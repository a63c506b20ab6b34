//! Request tracking for monitoring outstanding HTTP requests.

use super::progress::Progress;
use core::sync::atomic::{AtomicU64, AtomicU8, Ordering};
use owo_colors::OwoColorize;
use std::sync::Arc;

const TOPIC_COUNT: usize = 4;

/// Kinds of hosting API requests, tracked separately for progress reporting.
#[derive(Debug, Clone, Copy, PartialEq, Eq, PartialOrd, Ord)]
pub enum TrackedTopic {
    Branches,
    Commits,
    Details,
    Pulls,
}

impl TrackedTopic {
    const fn name(self) -> &'static str {
        match self {
            Self::Branches => "branches",
            Self::Commits => "commits",
            Self::Details => "details",
            Self::Pulls => "pulls",
        }
    }

    const fn all() -> [Self; TOPIC_COUNT] {
        [Self::Branches, Self::Commits, Self::Details, Self::Pulls]
    }

    const fn index(self) -> usize {
        self as usize
    }
}

/// Visual status of a tracked topic, controlling its display color in the
/// progress bar.
#[derive(Debug, Clone, Copy, PartialEq, Eq)]
#[repr(u8)]
pub enum TopicStatus {
    /// Normal active state (default color).
    Active = 0,
    /// Waiting for a rate limit to reset (blinks yellow).
    Blocked = 1,
}

#[derive(Debug, Default)]
struct RequestCounter {
    issued: AtomicU64,
    completed: AtomicU64,
    status: AtomicU8,
}

/// Tracks issued and completed hosting API requests per topic.
///
/// Clones share the same counters, so one tracker can be handed to every
/// concurrent fetch in a run.
#[derive(Clone)]
pub struct RequestTracker {
    counters: Arc<[RequestCounter; TOPIC_COUNT]>,
    progress: Arc<dyn Progress>,
}

impl core::fmt::Debug for RequestTracker {
    fn fmt(&self, f: &mut core::fmt::Formatter<'_>) -> core::fmt::Result {
        f.debug_struct("RequestTracker")
            .field("counters", &self.counters)
            .field("progress", &"<dyn Progress>")
            .finish()
    }
}

impl RequestTracker {
    /// Create a new request tracker that feeds the given progress reporter.
    #[must_use]
    pub fn new(progress: &Arc<dyn Progress>) -> Self {
        let counters: Arc<[RequestCounter; TOPIC_COUNT]> = Arc::default();

        let counters_clone = Arc::clone(&counters);
        let use_colors = progress.use_colors();
        progress.set_determinate(Box::new(move || Self::progress_reporter_callback(&counters_clone, use_colors)));

        Self {
            counters,
            progress: Arc::clone(progress),
        }
    }

    /// Print a message line without disrupting the progress indicator.
    pub fn println(&self, msg: &str) {
        self.progress.println(msg);
    }

    /// Mark that a request has been issued for the given topic.
    pub fn start_request(&self, topic: TrackedTopic) {
        let _ = self.counters[topic.index()].issued.fetch_add(1, Ordering::Relaxed);
    }

    /// Mark that a request has completed (successfully or not) for the given topic.
    pub fn complete_request(&self, topic: TrackedTopic) {
        let _ = self.counters[topic.index()].completed.fetch_add(1, Ordering::Relaxed);
    }

    /// Set the visual status of a topic.
    pub fn set_topic_status(&self, topic: TrackedTopic, status: TopicStatus) {
        self.counters[topic.index()].status.store(status as u8, Ordering::Relaxed);
    }

    /// Total requests issued across all topics.
    #[must_use]
    pub fn total_issued(&self) -> u64 {
        self.counters.iter().map(|c| c.issued.load(Ordering::Relaxed)).sum()
    }

    /// Requests issued for one topic.
    #[must_use]
    pub fn issued(&self, topic: TrackedTopic) -> u64 {
        self.counters[topic.index()].issued.load(Ordering::Relaxed)
    }

    /// Returns (`total_issued`, `total_completed`, `message`).
    fn progress_reporter_callback(counters: &[RequestCounter; TOPIC_COUNT], use_colors: bool) -> (u64, u64, String) {
        // Toggle every 500ms for the blink effect on blocked topics
        let blink_on = use_colors && {
            let ms = std::time::SystemTime::now()
                .duration_since(std::time::UNIX_EPOCH)
                .unwrap_or_default()
                .as_millis();
            (ms / 500).is_multiple_of(2)
        };

        let mut total_issued = 0u64;
        let mut total_completed = 0u64;
        let mut parts = Vec::with_capacity(TOPIC_COUNT);

        for topic in TrackedTopic::all() {
            let counter = &counters[topic.index()];
            let issued = counter.issued.load(Ordering::Relaxed);
            let completed = counter.completed.load(Ordering::Relaxed);

            if issued > 0 {
                total_issued += issued;
                total_completed += completed;

                let text = format!("{completed}/{issued} {}", topic.name());
                let blocked = counter.status.load(Ordering::Relaxed) == TopicStatus::Blocked as u8;

                let styled = if blocked && blink_on {
                    format!("{}", text.yellow())
                } else if use_colors && completed >= issued {
                    format!("{}", text.green())
                } else {
                    text
                };

                parts.push(styled);
            }
        }

        let message = if parts.is_empty() {
            "No requests".to_string()
        } else {
            parts.join(", ")
        };

        (total_issued, total_completed, message)
    }
}
use crate::Result;
use core::fmt::{Display, Formatter};
use ohno::{IntoAppError, bail};
use std::sync::Arc;
use url::Url;

/// A repository identifier in `owner/name` form.
#[derive(Debug, Clone, PartialEq, Eq, Hash)]
pub struct RepoSpec {
    owner: Arc<str>,
    repo: Arc<str>,
}

impl RepoSpec {
    /// Parse `owner/name`, or a web URL such as `https://github.com/owner/name`.
    pub fn parse(s: &str) -> Result<Self> {
        let s = s.trim();
        if s.contains("://") {
            let url = Url::parse(s).into_app_err_with(|| format!("invalid repository URL '{s}'"))?;
            return Self::from_url(&url);
        }

        let mut parts = s.split('/');
        let (Some(owner), Some(repo), None) = (parts.next(), parts.next(), parts.next()) else {
            bail!("invalid repository '{s}': expected 'owner/name'");
        };

        Self::from_parts(owner, repo, s)
    }

    fn from_url(url: &Url) -> Result<Self> {
        let path_segments: Vec<_> = url.path_segments().map(Iterator::collect).unwrap_or_default();

        if path_segments.len() < 2 {
            bail!("invalid repository URL format: {url}");
        }

        Self::from_parts(path_segments[0], path_segments[1], url.as_str())
    }

    fn from_parts(owner: &str, repo: &str, original: &str) -> Result<Self> {
        let repo = repo.trim_end_matches(".git");

        if owner.is_empty() || repo.is_empty() {
            bail!("invalid repository '{original}': empty owner or repo name");
        }

        Ok(Self {
            owner: Arc::from(owner),
            repo: Arc::from(repo),
        })
    }

    /// Parse a comma-separated list, skipping empty entries and keeping input order.
    pub fn parse_list(s: &str) -> Result<Vec<Self>> {
        let repos = s
            .split(',')
            .map(str::trim)
            .filter(|part| !part.is_empty())
            .map(Self::parse)
            .collect::<Result<Vec<_>>>()?;

        if repos.is_empty() {
            bail!("no repositories specified");
        }

        Ok(repos)
    }

    #[must_use]
    pub fn owner(&self) -> &str {
        &self.owner
    }

    #[must_use]
    pub fn repo(&self) -> &str {
        &self.repo
    }
}

impl Display for RepoSpec {
    fn fmt(&self, f: &mut Formatter<'_>) -> core::fmt::Result {
        write!(f, "{}/{}", self.owner, self.repo)
    }
}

• PROBLEM DETAILS
Return only the lines running from the line with "empty owner or" to the last line of the records, both included, exactly as written.

• RESPONSE TO THE TASK
            bail!("invalid repository '{original}': empty owner or repo name");
        }

        Ok(Self {
            owner: Arc::from(owner),
            repo: Arc::from(repo),
        })
    }

    /// Parse a comma-separated list, skipping empty entries and keeping input order.
    pub fn parse_list(s: &str) -> Result<Vec<Self>> {
        let repos = s
            .split(',')
            .map(str::trim)
            .filter(|part| !part.is_empty())
            .map(Self::parse)
            .collect::<Result<Vec<_>>>()?;

        if repos.is_empty() {
            bail!("no repositories specified");
        }

        Ok(repos)
    }

    #[must_use]
    pub fn owner(&self) -> &str {
        &self.owner
    }

    #[must_use]
    pub fn repo(&self) -> &str {
        &self.repo
    }
}

impl Display for RepoSpec {
    fn fmt(&self, f: &mut Formatter<'_>) -> core::fmt::Result {
        write!(f, "{}/{}", self.owner, self.repo)
    }
}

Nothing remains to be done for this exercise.